* Source data
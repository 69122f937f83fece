//! Local osqueryi backend
//!
//! Runs queries on this machine through the osqueryi shell. The only host
//! is `local`. Scheduling starts osqueryi on a background task and returns
//! at once. Fetches report `Pending` until the run ends. A finished entry is
//! dropped once a fetch has returned it.

mod runner;

use std::collections::HashMap;
use std::sync::{Arc, Mutex};
use std::time::Duration;

use async_trait::async_trait;
use uuid::Uuid;

use crate::core::{
    BackendApi, BackendError, DriverId, Host, Rows, COMPLETE_STATUS, PENDING_STATUS,
};

pub use runner::OsqueryRunner;

/// The single host this driver knows
pub const LOCAL_HOST_UUID: &str = "local";

pub const DEFAULT_BINARY: &str = "osqueryi";

#[derive(Debug)]
enum RunState {
    Running,
    Finished(Result<Rows, String>),
}

type RunTable = Arc<Mutex<HashMap<String, RunState>>>;

/// Backend driver for a local osqueryi binary
pub struct OsqueryiBackend {
    runner: OsqueryRunner,
    runs: RunTable,
}

impl OsqueryiBackend {
    pub fn new(binary: &str, timeout: Duration) -> Result<Self, BackendError> {
        let runner = OsqueryRunner::locate(binary, timeout)?;
        tracing::debug!("using osqueryi at {}", runner.binary().display());
        Ok(Self {
            runner,
            runs: Arc::new(Mutex::new(HashMap::new())),
        })
    }

    fn local_host() -> Host {
        let platform = std::env::consts::OS;
        let name = std::env::var("HOSTNAME")
            .ok()
            .filter(|h| !h.is_empty())
            .unwrap_or_else(|| "osqueryi".to_string());
        Host::new(LOCAL_HOST_UUID)
            .with_display_name(name)
            .with_platform(platform)
            .with_version(env!("CARGO_PKG_VERSION"))
            .with_username(std::env::var("USER").unwrap_or_default())
    }

    fn lock(runs: &RunTable) -> std::sync::MutexGuard<'_, HashMap<String, RunState>> {
        runs.lock().unwrap_or_else(|poisoned| poisoned.into_inner())
    }

    fn ensure_local(uuid: &str) -> Result<(), BackendError> {
        if uuid == LOCAL_HOST_UUID {
            Ok(())
        } else {
            Err(BackendError::HostNotFound(format!(
                "{} (only \"{}\" is supported)",
                uuid, LOCAL_HOST_UUID
            )))
        }
    }
}

#[async_trait]
impl BackendApi for OsqueryiBackend {
    fn id(&self) -> DriverId {
        DriverId::Osqueryi
    }

    async fn check_host(&self, uuid: &str) -> Result<Host, BackendError> {
        Self::ensure_local(uuid)?;
        Ok(Self::local_host())
    }

    async fn list_hosts(&self) -> Result<Vec<Host>, BackendError> {
        Ok(vec![Self::local_host()])
    }

    async fn schedule_query(&self, uuid: &str, sql: &str) -> Result<String, BackendError> {
        Self::ensure_local(uuid)?;

        let name = Uuid::new_v4().to_string();
        Self::lock(&self.runs).insert(name.clone(), RunState::Running);

        let runner = self.runner.clone();
        let runs = self.runs.clone();
        let sql = sql.to_string();
        let task_name = name.clone();
        tokio::spawn(async move {
            let outcome = runner.run_async(&sql).await;
            match &outcome {
                Ok(rows) => tracing::debug!(
                    query_name = %task_name,
                    rows = rows.len(),
                    "osqueryi query finished"
                ),
                Err(e) => tracing::debug!(query_name = %task_name, "osqueryi query failed: {}", e),
            }
            let state = RunState::Finished(outcome.map_err(|e| e.to_string()));
            Self::lock(&runs).insert(task_name, state);
        });

        Ok(name)
    }

    async fn fetch_results(&self, query_name: &str) -> Result<(Rows, String), BackendError> {
        let mut runs = Self::lock(&self.runs);
        match runs.get(query_name) {
            None => return Err(BackendError::QueryNotFound(query_name.to_string())),
            Some(RunState::Running) => return Ok((Rows::new(), PENDING_STATUS.to_string())),
            Some(RunState::Finished(_)) => {}
        }

        match runs.remove(query_name) {
            Some(RunState::Finished(Ok(rows))) => Ok((rows, COMPLETE_STATUS.to_string())),
            Some(RunState::Finished(Err(message))) => {
                Ok((Rows::new(), format!("Failed: {}", message)))
            }
            _ => Err(BackendError::QueryNotFound(query_name.to_string())),
        }
    }
}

* Brief
Exactly repeat the lines above, from the opening line through the one with "let runner = OsqueryRunner::locate(binary, timeout)?;", and include nothing else.

* Solution to this exercise
repository 69122f937f83fece
//! Local osqueryi backend
//!
//! Runs queries on this machine through the osqueryi shell. The only host
//! is `local`. Scheduling starts osqueryi on a background task and returns
//! at once. Fetches report `Pending` until the run ends. A finished entry is
//! dropped once a fetch has returned it.

mod runner;

use std::collections::HashMap;
use std::sync::{Arc, Mutex};
use std::time::Duration;

use async_trait::async_trait;
use uuid::Uuid;

use crate::core::{
    BackendApi, BackendError, DriverId, Host, Rows, COMPLETE_STATUS, PENDING_STATUS,
};

pub use runner::OsqueryRunner;

/// The single host this driver knows
pub const LOCAL_HOST_UUID: &str = "local";

pub const DEFAULT_BINARY: &str = "osqueryi";

#[derive(Debug)]
enum RunState {
    Running,
    Finished(Result<Rows, String>),
}

type RunTable = Arc<Mutex<HashMap<String, RunState>>>;

/// Backend driver for a local osqueryi binary
pub struct OsqueryiBackend {
    runner: OsqueryRunner,
    runs: RunTable,
}

impl OsqueryiBackend {
    pub fn new(binary: &str, timeout: Duration) -> Result<Self, BackendError> {
        let runner = OsqueryRunner::locate(binary, timeout)?;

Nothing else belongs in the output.